Politik
Das Tischtuch zwischen Brüssel und London ist zerrissen.
Das Tischtuch zwischen Brüssel und London ist zerrissen.(Foto: imago/ZUMA Press)
Mittwoch, 20. Dezember 2017

EU setzt Frist für Scheidung: Brüssel will Brexit bis Ende 2020 vollziehen

Wenn sich Großbritannien im Frühjahr 2019 aus der EU verabschiedet, soll nach dem Willen Londons eine zweijährige Übergangsphase beginnen. Die EU-Kommission befürwortet einen kürzeren Prozess: Am 1. Januar 2021 sollen die Briten endgültig raus sein.

Die EU-Kommission will eine von Großbritannien gewünschte Übergangsphase nach dem Brexit auf maximal 21 Monate begrenzen. Die Übergangszeit, während der London noch im EU-Binnenmarkt und in der Zollunion bleiben will, "sollte nicht über den 31. Dezember 2020 hinausgehen", heißt es im einem veröffentlichten Vorschlag für Verhandlungsdirektiven für die zweite Brexit-Phase. Großbritannien tritt Ende März 2019 aus der EU aus und verhandelt derzeit mit der EU eine Vereinbarung für einen möglichst reibungslosen Brexit.

Die britische Premierministerin Theresa May hatte im September eine zweijährige Übergangsphase vorgeschlagen. EU-Verhandlungsführer Michel Barnier hatte aber schon vor einigen Wochen Ende 2020 als sinnvollen Termin für das Ende dieses Zeitraums genannt. Grund ist der mehrjährige Haushaltsrahmen der EU, der zu dieser Zeit endet. Sonst müssten für einige Monate mit London neue Finanzvereinbarungen getroffen werden.

Die EU-Staats- und Regierungschefs hatten am Freitag bei ihrem Gipfel in Brüssel grünes Licht für den Start der zweiten Phase der Brexit-Gespräche und Verhandlungen über die künftigen Beziehungen gegeben. Zuvor waren aus Sicht der EU ausreichende Fortschritte bei zentralen Austrittsfragen zu den Rechten der EU-Bürger in Großbritannien, den Finanzforderungen an London und in der Nordirland-Frage erzielt worden.

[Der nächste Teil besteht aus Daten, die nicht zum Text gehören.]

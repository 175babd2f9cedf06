use crate::types::dto::requests::RequestStatus;
use crate::types::internal::RequestId;

/// Validated create payload. Field values are trimmed.
#[derive(Debug, Clone, PartialEq)]
pub struct CreateRequestCommand {
    pub requestor_name: String,
    pub item_requested: String,
}

/// Validated single-record status edit
#[derive(Debug, Clone, PartialEq)]
pub struct EditStatusCommand {
    pub id: RequestId,
    pub status: RequestStatus,
}

/// Validated batch status edit. `ids` is never empty.
#[derive(Debug, Clone, PartialEq)]
pub struct BatchEditCommand {
    pub ids: Vec<RequestId>,
    pub status: RequestStatus,
}

/// Validated batch delete. `ids` is never empty.
#[derive(Debug, Clone, PartialEq)]
pub struct BatchDeleteCommand {
    pub ids: Vec<RequestId>,
}
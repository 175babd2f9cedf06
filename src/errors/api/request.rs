use crate::errors::internal::{InternalError, ItemRequestError};
use crate::errors::ValidationError;
use poem_openapi::{payload::Json, ApiResponse, Object};
use std::fmt;

/// Standardized error response for item request endpoints
#[derive(Object, Debug)]
pub struct RequestErrorResponse {
    /// Error code identifier
    pub error: String,

    /// Human-readable error message
    pub message: String,

    /// HTTP status code
    pub status_code: u16,
}

/// Item request operation error types
#[derive(ApiResponse, Debug)]
pub enum RequestError {
    /// Request body or parameters failed validation
    #[oai(status = 400)]
    InvalidInput(Json<RequestErrorResponse>),

    /// Item request not found
    #[oai(status = 404)]
    NotFound(Json<RequestErrorResponse>),

    /// Internal server error
    #[oai(status = 500)]
    UnknownError(Json<RequestErrorResponse>),
}

impl RequestError {
    /// Create an InvalidInput error
    ///
    /// One uniform response for every rejection; the structured reason is
    /// only logged.
    pub fn invalid_input() -> Self {
        RequestError::InvalidInput(Json(RequestErrorResponse {
            error: "invalid_input".to_string(),
            message: "Invalid input".to_string(),
            status_code: 400,
        }))
    }

    /// Create a NotFound error
    pub fn not_found(id: &str) -> Self {
        RequestError::NotFound(Json(RequestErrorResponse {
            error: "not_found".to_string(),
            message: format!("Item request not found: {}", id),
            status_code: 404,
        }))
    }

    /// Create a generic unknown error without exposing internal details
    pub fn unknown_error() -> Self {
        RequestError::UnknownError(Json(RequestErrorResponse {
            error: "unknown_error".to_string(),
            message: "An unknown error occurred".to_string(),
            status_code: 500,
        }))
    }

    /// Convert a validator rejection to the uniform invalid-input response
    pub fn from_validation(err: ValidationError) -> Self {
        tracing::warn!("Request validation rejected: {}", err);
        Self::invalid_input()
    }

    /// Convert InternalError to RequestError
    ///
    /// This is the explicit conversion point from internal errors to API
    /// errors. Internal error details are logged but not exposed to clients.
    pub fn from_internal_error(err: InternalError) -> Self {
        match &err {
            InternalError::ItemRequest(ItemRequestError::NotFound(id)) => Self::not_found(id),
            _ => {
                tracing::error!("Unexpected error in request operation: {}", err);
                Self::unknown_error()
            }
        }
    }

    /// Get the error message from the error variant
    pub fn message(&self) -> String {
        match self {
            RequestError::InvalidInput(json) => json.0.message.clone(),
            RequestError::NotFound(json) => json.0.message.clone(),
            RequestError::UnknownError(json) => json.0.message.clone(),
        }
    }

    /// Get the HTTP status code from the error variant
    pub fn status_code(&self) -> u16 {
        match self {
            RequestError::InvalidInput(json) => json.0.status_code,
            RequestError::NotFound(json) => json.0.status_code,
            RequestError::UnknownError(json) => json.0.status_code,
        }
    }
}

impl fmt::Display for RequestError {
    fn fmt(&self, f: &mut fmt::Formatter<'_>) -> fmt::Result {
        write!(f, "{}", self.message())
    }
}
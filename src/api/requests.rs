use poem_openapi::{param::Query, payload::Json, OpenApi, Tags};
use std::sync::Arc;

use crate::errors::RequestError;
use crate::stores::RequestStore;
use crate::types::dto::requests::{
    BatchDeleteBody, BatchDeleteResponse, BatchEditBody, BatchUpdateResponse, CreateRequestBody,
    EditStatusBody, ItemRequestDto, RequestStatus,
};
use crate::validation;

/// Item request management API endpoints
pub struct RequestsApi {
    request_store: Arc<RequestStore>,
}

impl RequestsApi {
    /// Create a new RequestsApi with the given RequestStore
    pub fn new(request_store: Arc<RequestStore>) -> Self {
        Self { request_store }
    }
}

/// API tags for item request endpoints
#[derive(Tags)]
enum RequestTags {
    /// Item request management
    Requests,
}

#[OpenApi]
impl RequestsApi {
    /// List item requests, newest first
    ///
    /// Returns one fixed-size page. An unknown status filter value is
    /// ignored rather than rejected.
    #[oai(path = "/request", method = "get", tag = "RequestTags::Requests")]
    async fn list_requests(
        &self,
        page: Query<Option<u64>>,
        status: Query<Option<String>>,
    ) -> Result<Json<Vec<ItemRequestDto>>, RequestError> {
        let page = page.0.unwrap_or(1);
        let status = status.0.as_deref().and_then(RequestStatus::parse);

        let models = self
            .request_store
            .list(page, status)
            .await
            .map_err(RequestError::from_internal_error)?;

        let mut requests = Vec::with_capacity(models.len());
        for model in models {
            requests.push(ItemRequestDto::try_from(model).map_err(RequestError::from_internal_error)?);
        }

        Ok(Json(requests))
    }

    /// Create a new item request
    ///
    /// The record always starts in PENDING status; any status supplied in
    /// the body is ignored.
    #[oai(path = "/request", method = "put", tag = "RequestTags::Requests")]
    async fn create_request(
        &self,
        body: Json<CreateRequestBody>,
    ) -> Result<Json<ItemRequestDto>, RequestError> {
        let command = validation::validate_create(&body.0).map_err(RequestError::from_validation)?;

        let model = self
            .request_store
            .create(command)
            .await
            .map_err(RequestError::from_internal_error)?;

        Ok(Json(
            ItemRequestDto::try_from(model).map_err(RequestError::from_internal_error)?,
        ))
    }

    /// Update the status of a single item request
    #[oai(path = "/request", method = "patch", tag = "RequestTags::Requests")]
    async fn update_request_status(
        &self,
        body: Json<EditStatusBody>,
    ) -> Result<Json<ItemRequestDto>, RequestError> {
        let command =
            validation::validate_status_edit(&body.0).map_err(RequestError::from_validation)?;

        let model = self
            .request_store
            .update_status(&command.id, command.status)
            .await
            .map_err(RequestError::from_internal_error)?;

        Ok(Json(
            ItemRequestDto::try_from(model).map_err(RequestError::from_internal_error)?,
        ))
    }

    /// Update the status of several item requests at once
    ///
    /// Identifiers that do not exist are skipped; the response counts only
    /// the records actually modified.
    #[oai(path = "/request/batch", method = "patch", tag = "RequestTags::Requests")]
    async fn batch_update_status(
        &self,
        body: Json<BatchEditBody>,
    ) -> Result<Json<BatchUpdateResponse>, RequestError> {
        let command =
            validation::validate_batch_edit(&body.0).map_err(RequestError::from_validation)?;

        let modified_count = self
            .request_store
            .batch_update_status(&command.ids, command.status)
            .await
            .map_err(RequestError::from_internal_error)?;

        Ok(Json(BatchUpdateResponse { modified_count }))
    }

    /// Delete several item requests at once
    ///
    /// Identifiers that do not exist are skipped; the response counts only
    /// the records actually removed.
    #[oai(path = "/request/batch", method = "delete", tag = "RequestTags::Requests")]
    async fn batch_delete_requests(
        &self,
        body: Json<BatchDeleteBody>,
    ) -> Result<Json<BatchDeleteResponse>, RequestError> {
        let command =
            validation::validate_batch_delete(&body.0).map_err(RequestError::from_validation)?;

        let deleted_count = self
            .request_store
            .batch_delete(&command.ids)
            .await
            .map_err(RequestError::from_internal_error)?;

        Ok(Json(BatchDeleteResponse { deleted_count }))
    }
}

Die Übergangsphase sei "nützlich", sagte EU-Verhandlungsführer Barnier vor Journalisten. Sie werde Großbritannien in die Lage versetzen, sich auf "die vor ihm liegenden Herausforderungen und die Schwierigkeiten einer neuen Partnerschaft vorzubereiten".

London muss EU-Regeln achten

Für die Übergangsphase hatte der EU-Gipfel am Freitag eine Reihe von Bedingungen gestellt, die sich nun im Kommissionsvorschlag wiederfinden. Demnach muss Großbritanniens während dieses Zeitraums das gesamte EU-Regelwerk einschließlich neuer Gesetzgebung anerkennen, ohne selbst noch ein Mitspracherecht zu haben. Auch die Rechtsprechung des Europäischen Gerichtshofs müsse London respektieren.

Klargestellt wird in dem Kommissionspapier auch, dass die vier Grundfreiheiten im EU-Binnenmarkt "unteilbar" sind. Hier könne es "kein Rosinenpicken" geben, heißt es. Zu den Grundfreiheiten gehört auch die Niederlassungsfreiheit für EU-Bürger, deren Einschränkung für Brexit-Befürworter eines der Hauptargumente in der Kampagne für die Austritt aus der Union war.

Der Vorschlag für die Verhandlungsdirektiven für die Übergangsphase muss nun noch von den EU-Europaministern genehmigt werden. Sie kommen das nächste Mal Ende Januar zusammen. Kurz darauf sollen die Gespräche dann beginnen.

Erst im März will die EU dann mit London über ein mögliches Handelsabkommen sprechen. Barnier bekräftigte, dass die gesamten Verhandlungen bis Oktober 2018 abgeschlossen sein müssten, um eine rechtzeitige Ratifizierung durch die Parlamente auf beiden Seiten sicherzustellen.